■ BRIEF
Copy out, word for word, the lines from the start of the data below through the line containing "immutable once appended", and no others.

(Saved entries)
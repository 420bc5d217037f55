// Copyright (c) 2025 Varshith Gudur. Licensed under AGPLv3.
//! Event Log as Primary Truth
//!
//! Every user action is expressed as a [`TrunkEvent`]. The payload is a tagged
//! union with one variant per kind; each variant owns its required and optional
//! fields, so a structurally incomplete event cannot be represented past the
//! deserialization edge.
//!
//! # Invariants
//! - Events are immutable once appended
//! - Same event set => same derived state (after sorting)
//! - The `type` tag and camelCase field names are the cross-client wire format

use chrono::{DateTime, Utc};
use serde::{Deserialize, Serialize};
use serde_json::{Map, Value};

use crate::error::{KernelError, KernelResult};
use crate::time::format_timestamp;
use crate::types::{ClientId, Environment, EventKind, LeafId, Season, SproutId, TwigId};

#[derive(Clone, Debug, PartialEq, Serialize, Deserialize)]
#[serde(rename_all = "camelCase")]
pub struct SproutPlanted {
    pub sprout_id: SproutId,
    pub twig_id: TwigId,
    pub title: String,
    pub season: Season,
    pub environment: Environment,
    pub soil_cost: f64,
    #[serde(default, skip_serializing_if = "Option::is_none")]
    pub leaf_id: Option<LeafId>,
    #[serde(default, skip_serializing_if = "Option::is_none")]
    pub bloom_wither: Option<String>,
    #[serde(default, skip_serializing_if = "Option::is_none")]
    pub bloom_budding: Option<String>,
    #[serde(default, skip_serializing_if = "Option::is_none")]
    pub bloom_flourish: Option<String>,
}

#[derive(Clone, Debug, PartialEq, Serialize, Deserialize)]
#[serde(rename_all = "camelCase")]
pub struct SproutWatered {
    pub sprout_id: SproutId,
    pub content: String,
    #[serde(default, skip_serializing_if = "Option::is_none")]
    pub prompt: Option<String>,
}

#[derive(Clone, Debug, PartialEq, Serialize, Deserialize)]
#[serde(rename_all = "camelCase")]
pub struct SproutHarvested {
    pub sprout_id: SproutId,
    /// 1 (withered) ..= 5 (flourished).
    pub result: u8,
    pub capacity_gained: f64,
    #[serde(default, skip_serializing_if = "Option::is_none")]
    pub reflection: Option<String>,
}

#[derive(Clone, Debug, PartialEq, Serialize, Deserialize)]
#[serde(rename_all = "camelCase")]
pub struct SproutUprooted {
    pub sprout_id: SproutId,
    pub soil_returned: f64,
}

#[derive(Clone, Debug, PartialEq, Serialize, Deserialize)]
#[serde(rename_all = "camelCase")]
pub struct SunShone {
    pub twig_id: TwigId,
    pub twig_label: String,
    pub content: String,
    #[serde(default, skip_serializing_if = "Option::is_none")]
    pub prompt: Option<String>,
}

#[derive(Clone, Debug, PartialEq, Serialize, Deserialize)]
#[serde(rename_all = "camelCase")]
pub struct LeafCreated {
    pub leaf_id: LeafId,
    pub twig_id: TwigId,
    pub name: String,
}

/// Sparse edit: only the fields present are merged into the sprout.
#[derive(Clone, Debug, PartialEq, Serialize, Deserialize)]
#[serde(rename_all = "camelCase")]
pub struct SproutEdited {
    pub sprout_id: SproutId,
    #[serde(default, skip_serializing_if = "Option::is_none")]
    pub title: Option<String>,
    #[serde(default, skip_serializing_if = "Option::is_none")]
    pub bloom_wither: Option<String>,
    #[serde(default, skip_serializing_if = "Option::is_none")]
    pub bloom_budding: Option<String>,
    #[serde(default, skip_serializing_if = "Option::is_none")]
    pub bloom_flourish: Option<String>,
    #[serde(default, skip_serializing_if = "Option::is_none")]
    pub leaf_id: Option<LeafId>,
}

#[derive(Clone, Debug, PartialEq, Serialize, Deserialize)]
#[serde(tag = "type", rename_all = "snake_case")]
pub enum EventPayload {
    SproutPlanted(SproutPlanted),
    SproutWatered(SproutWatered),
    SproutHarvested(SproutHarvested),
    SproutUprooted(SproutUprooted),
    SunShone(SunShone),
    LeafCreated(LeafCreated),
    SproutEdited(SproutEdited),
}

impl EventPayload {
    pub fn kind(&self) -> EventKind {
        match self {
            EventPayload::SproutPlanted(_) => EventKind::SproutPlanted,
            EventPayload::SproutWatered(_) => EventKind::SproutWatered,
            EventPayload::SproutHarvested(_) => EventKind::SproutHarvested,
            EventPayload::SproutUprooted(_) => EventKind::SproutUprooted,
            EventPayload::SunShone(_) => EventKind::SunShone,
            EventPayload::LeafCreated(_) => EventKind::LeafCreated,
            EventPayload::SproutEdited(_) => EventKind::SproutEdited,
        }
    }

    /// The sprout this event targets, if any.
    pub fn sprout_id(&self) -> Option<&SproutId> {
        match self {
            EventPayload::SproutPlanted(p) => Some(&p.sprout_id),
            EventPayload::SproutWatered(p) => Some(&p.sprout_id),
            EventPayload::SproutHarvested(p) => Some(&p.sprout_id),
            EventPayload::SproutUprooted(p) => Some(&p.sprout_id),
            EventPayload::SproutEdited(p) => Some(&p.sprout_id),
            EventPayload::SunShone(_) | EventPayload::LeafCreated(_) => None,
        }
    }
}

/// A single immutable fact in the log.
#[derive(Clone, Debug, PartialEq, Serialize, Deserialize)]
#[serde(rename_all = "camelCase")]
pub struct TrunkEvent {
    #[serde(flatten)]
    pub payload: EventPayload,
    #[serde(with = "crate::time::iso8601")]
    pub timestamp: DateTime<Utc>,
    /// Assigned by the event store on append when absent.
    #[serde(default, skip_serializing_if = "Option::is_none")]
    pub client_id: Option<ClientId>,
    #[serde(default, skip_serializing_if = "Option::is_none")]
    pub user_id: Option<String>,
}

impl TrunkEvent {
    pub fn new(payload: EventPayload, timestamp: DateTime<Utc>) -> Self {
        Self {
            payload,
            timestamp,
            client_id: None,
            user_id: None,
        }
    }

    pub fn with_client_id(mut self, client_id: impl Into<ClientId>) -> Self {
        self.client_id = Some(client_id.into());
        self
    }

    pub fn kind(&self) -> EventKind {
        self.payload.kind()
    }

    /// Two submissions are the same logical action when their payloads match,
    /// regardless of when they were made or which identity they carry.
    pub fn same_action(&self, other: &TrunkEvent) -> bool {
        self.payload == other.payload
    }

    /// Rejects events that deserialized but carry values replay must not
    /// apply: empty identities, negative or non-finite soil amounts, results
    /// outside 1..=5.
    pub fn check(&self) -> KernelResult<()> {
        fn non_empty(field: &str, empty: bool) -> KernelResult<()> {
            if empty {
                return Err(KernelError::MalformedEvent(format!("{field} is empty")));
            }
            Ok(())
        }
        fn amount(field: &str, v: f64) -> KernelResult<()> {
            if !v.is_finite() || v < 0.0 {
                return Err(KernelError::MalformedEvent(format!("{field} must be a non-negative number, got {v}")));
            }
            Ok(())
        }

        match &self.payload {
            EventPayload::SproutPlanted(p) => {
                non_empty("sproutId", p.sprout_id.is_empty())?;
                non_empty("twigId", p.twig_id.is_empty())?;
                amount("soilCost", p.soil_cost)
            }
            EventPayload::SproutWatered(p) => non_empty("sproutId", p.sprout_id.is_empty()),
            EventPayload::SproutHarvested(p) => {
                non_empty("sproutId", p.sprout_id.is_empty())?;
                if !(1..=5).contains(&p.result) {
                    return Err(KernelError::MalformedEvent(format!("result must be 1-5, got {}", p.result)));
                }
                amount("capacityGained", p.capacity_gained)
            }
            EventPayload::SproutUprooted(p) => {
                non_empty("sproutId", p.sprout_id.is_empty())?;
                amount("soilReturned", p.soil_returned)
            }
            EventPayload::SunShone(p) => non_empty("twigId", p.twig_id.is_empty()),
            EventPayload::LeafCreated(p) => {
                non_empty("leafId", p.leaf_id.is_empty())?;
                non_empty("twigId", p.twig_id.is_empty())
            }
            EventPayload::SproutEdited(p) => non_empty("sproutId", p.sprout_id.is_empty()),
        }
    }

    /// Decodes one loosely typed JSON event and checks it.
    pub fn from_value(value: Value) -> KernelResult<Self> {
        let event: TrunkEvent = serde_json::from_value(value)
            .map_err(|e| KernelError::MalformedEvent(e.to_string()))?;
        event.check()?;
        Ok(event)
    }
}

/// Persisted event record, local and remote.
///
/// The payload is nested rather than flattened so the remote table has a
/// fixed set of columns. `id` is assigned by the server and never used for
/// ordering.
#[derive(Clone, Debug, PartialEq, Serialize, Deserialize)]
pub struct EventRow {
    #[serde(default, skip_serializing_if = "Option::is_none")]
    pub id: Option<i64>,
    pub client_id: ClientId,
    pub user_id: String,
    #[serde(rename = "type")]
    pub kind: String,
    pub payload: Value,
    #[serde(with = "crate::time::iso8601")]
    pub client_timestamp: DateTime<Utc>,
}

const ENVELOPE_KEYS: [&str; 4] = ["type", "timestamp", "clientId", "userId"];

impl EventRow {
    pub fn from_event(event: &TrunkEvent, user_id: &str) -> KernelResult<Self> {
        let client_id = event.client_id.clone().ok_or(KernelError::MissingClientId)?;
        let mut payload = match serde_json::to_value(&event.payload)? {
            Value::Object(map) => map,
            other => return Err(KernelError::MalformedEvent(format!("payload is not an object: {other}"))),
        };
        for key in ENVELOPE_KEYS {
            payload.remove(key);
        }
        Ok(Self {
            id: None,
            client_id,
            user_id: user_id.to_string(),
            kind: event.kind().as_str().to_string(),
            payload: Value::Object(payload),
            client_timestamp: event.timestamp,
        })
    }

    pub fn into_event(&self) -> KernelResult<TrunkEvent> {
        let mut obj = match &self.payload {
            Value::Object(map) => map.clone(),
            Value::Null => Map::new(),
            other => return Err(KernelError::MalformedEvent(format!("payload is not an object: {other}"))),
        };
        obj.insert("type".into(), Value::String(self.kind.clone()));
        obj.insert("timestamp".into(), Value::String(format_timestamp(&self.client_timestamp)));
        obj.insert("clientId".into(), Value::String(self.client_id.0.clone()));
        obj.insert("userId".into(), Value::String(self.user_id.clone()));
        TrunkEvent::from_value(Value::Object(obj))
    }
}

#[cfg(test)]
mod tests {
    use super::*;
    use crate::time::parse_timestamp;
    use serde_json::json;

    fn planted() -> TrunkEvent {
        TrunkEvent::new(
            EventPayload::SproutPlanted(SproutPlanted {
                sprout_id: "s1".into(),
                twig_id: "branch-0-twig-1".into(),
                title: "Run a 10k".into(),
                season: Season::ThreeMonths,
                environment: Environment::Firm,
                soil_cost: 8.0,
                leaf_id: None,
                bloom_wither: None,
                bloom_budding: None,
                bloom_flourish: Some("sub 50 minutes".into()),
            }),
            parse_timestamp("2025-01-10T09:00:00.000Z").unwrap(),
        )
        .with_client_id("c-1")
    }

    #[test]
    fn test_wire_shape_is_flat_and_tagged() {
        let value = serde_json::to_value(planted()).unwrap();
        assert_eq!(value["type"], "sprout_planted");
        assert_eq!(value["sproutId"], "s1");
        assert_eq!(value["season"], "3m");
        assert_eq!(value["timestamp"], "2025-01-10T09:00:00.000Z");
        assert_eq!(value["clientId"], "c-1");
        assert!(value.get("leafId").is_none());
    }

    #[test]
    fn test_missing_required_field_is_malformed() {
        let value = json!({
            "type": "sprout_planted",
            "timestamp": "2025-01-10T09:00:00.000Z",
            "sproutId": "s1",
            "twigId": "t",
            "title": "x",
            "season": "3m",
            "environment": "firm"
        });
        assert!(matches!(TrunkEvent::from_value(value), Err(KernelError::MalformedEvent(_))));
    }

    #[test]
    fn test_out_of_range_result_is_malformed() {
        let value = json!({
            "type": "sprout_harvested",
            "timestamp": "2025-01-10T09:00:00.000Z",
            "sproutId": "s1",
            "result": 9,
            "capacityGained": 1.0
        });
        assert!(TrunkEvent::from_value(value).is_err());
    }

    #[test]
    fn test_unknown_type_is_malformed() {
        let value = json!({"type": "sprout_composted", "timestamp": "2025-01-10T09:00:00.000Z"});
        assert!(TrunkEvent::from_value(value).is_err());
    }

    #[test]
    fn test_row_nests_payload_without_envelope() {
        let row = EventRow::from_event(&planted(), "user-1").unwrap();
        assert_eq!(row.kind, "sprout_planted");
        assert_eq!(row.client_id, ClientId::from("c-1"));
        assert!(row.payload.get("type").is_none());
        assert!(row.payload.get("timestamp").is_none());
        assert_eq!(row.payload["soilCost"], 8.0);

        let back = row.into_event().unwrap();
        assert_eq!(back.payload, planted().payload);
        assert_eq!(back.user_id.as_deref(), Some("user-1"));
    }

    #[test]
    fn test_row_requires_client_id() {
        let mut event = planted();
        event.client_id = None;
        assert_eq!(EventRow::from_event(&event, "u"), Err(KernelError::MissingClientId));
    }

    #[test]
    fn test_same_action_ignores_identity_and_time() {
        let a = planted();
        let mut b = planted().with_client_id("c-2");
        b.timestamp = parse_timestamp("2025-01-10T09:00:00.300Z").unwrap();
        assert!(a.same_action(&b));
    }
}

■ SOLVED EXERCISE
repository 420bc5d217037f55
// Copyright (c) 2025 Varshith Gudur. Licensed under AGPLv3.
//! Event Log as Primary Truth
//!
//! Every user action is expressed as a [`TrunkEvent`]. The payload is a tagged
//! union with one variant per kind; each variant owns its required and optional
//! fields, so a structurally incomplete event cannot be represented past the
//! deserialization edge.
//!
//! # Invariants
//! - Events are immutable once appended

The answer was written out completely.